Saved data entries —
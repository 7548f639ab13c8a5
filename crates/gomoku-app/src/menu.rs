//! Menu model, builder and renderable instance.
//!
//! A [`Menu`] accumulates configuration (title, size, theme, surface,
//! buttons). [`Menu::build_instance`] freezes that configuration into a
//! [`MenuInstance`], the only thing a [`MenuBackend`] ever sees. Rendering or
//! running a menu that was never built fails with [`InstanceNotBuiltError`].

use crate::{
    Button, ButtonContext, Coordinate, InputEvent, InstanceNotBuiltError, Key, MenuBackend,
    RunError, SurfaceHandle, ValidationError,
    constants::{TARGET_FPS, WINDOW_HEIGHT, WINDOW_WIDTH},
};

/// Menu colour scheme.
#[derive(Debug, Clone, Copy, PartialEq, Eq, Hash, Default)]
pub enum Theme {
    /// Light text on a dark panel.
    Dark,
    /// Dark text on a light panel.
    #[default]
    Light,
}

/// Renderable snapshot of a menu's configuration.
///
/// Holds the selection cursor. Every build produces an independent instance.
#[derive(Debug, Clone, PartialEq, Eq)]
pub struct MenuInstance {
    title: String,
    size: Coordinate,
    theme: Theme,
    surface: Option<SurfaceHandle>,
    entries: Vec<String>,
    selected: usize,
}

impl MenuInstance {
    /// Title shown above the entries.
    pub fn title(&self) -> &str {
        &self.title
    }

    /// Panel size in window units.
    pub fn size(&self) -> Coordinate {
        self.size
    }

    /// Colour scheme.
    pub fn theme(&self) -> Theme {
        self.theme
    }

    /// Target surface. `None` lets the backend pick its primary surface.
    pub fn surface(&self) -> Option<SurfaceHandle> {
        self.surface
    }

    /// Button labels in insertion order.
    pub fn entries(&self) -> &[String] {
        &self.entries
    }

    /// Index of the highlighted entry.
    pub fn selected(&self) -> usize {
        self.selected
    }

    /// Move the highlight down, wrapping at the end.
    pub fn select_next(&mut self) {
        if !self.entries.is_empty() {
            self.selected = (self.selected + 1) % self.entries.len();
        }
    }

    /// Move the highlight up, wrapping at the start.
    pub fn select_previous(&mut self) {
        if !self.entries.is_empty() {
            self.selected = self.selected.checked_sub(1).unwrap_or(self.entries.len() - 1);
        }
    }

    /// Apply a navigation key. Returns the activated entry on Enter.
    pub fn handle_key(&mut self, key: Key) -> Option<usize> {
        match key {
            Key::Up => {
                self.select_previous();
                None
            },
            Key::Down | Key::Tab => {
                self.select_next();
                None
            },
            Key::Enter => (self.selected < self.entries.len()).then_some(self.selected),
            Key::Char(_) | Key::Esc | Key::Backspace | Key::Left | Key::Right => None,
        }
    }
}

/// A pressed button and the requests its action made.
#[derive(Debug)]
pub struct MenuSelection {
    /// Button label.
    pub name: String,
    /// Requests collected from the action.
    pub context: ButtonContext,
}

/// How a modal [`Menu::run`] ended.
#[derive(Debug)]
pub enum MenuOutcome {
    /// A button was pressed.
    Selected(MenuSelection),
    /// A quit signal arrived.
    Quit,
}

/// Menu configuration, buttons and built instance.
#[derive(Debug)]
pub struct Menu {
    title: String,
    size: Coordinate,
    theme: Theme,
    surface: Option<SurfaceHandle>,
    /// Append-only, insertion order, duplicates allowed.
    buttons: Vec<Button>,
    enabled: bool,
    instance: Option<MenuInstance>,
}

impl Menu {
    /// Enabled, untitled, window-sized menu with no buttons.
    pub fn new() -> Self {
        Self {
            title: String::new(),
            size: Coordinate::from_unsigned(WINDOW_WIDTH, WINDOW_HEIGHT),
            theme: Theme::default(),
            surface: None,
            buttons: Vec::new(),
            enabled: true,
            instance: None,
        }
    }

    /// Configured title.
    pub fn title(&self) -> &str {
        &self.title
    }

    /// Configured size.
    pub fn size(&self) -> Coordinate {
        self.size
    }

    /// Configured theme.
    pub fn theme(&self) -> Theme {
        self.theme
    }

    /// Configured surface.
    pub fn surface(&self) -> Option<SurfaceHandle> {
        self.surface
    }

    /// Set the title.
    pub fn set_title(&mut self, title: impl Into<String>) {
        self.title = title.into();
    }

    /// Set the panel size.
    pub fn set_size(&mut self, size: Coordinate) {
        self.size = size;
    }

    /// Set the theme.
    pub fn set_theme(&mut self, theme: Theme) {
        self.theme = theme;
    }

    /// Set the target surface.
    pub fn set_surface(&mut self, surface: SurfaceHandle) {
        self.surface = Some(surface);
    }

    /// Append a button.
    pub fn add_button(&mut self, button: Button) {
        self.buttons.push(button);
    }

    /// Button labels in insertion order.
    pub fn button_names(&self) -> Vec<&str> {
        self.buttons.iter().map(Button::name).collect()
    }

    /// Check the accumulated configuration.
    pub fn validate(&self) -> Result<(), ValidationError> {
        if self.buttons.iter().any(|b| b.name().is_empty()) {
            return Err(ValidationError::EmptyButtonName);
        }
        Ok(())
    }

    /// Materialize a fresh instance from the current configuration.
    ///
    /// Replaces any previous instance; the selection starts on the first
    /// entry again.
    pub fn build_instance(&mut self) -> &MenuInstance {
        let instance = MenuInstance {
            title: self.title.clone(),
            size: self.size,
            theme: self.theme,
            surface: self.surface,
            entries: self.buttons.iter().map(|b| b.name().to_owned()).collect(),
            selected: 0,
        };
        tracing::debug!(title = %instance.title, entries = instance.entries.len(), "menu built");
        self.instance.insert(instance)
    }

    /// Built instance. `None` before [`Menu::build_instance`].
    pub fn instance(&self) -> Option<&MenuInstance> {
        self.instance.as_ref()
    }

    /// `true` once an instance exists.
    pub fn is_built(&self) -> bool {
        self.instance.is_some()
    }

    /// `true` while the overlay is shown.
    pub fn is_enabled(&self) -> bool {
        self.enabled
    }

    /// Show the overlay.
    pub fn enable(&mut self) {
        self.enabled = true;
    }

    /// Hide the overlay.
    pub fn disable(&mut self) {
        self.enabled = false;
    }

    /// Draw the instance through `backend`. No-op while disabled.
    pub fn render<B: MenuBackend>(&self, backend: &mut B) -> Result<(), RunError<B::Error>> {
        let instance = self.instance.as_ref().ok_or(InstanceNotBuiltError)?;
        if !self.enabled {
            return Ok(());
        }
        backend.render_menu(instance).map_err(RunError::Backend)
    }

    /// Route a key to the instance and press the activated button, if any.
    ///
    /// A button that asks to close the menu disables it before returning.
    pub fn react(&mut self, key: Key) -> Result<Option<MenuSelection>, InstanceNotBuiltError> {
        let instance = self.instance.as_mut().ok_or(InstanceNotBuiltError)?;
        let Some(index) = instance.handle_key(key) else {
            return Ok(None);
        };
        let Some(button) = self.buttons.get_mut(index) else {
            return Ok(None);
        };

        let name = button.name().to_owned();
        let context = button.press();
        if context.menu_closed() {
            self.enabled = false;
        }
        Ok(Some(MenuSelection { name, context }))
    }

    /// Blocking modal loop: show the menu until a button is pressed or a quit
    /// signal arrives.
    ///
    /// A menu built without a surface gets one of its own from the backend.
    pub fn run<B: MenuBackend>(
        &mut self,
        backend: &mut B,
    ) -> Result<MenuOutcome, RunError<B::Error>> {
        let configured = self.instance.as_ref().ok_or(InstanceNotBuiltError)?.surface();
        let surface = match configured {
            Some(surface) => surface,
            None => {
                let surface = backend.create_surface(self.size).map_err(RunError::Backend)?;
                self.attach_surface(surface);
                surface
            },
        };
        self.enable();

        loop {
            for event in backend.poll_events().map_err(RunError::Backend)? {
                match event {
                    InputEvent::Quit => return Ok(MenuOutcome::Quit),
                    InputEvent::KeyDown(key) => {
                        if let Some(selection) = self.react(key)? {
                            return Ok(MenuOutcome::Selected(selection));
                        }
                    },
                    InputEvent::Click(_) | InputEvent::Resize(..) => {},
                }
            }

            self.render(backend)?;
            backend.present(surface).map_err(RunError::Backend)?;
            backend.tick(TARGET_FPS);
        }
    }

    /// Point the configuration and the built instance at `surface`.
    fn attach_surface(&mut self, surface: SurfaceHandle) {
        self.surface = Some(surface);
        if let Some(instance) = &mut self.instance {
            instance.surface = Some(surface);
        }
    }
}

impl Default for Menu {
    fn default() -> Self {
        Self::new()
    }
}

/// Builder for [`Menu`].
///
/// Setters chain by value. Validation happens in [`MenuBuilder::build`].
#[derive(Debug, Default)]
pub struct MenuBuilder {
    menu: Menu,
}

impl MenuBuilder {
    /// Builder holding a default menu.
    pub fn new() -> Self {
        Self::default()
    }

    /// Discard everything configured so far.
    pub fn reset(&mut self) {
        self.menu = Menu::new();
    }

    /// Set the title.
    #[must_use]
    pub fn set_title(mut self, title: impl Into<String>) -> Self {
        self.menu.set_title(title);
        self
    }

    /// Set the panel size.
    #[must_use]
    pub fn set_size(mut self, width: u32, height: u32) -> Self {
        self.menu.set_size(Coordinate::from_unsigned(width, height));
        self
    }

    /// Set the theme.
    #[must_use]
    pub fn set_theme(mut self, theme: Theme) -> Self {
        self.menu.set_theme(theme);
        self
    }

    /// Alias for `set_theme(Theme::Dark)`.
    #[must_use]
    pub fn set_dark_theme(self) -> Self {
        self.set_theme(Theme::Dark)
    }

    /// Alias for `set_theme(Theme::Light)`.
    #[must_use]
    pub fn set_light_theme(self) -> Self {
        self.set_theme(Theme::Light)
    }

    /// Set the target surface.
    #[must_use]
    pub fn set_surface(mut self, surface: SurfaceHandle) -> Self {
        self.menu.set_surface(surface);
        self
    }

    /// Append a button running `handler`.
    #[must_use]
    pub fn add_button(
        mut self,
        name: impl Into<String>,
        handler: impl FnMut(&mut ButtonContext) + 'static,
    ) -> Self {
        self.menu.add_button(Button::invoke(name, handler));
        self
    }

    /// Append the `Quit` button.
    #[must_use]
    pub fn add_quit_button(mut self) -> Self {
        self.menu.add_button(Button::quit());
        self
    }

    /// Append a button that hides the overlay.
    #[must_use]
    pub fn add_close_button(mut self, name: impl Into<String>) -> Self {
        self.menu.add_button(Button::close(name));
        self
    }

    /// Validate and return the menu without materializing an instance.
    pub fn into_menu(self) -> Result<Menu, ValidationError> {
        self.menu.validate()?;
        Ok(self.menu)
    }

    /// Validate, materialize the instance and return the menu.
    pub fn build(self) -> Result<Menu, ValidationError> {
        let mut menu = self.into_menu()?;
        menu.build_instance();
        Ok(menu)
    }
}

WHAT YOU NEED TO DO —
Pick out, from the lines above, every one that contains the string "overlay".

EXPECTED ANSWER —
    /// `true` while the overlay is shown.
    /// Show the overlay.
    /// Hide the overlay.
    /// Append a button that hides the overlay.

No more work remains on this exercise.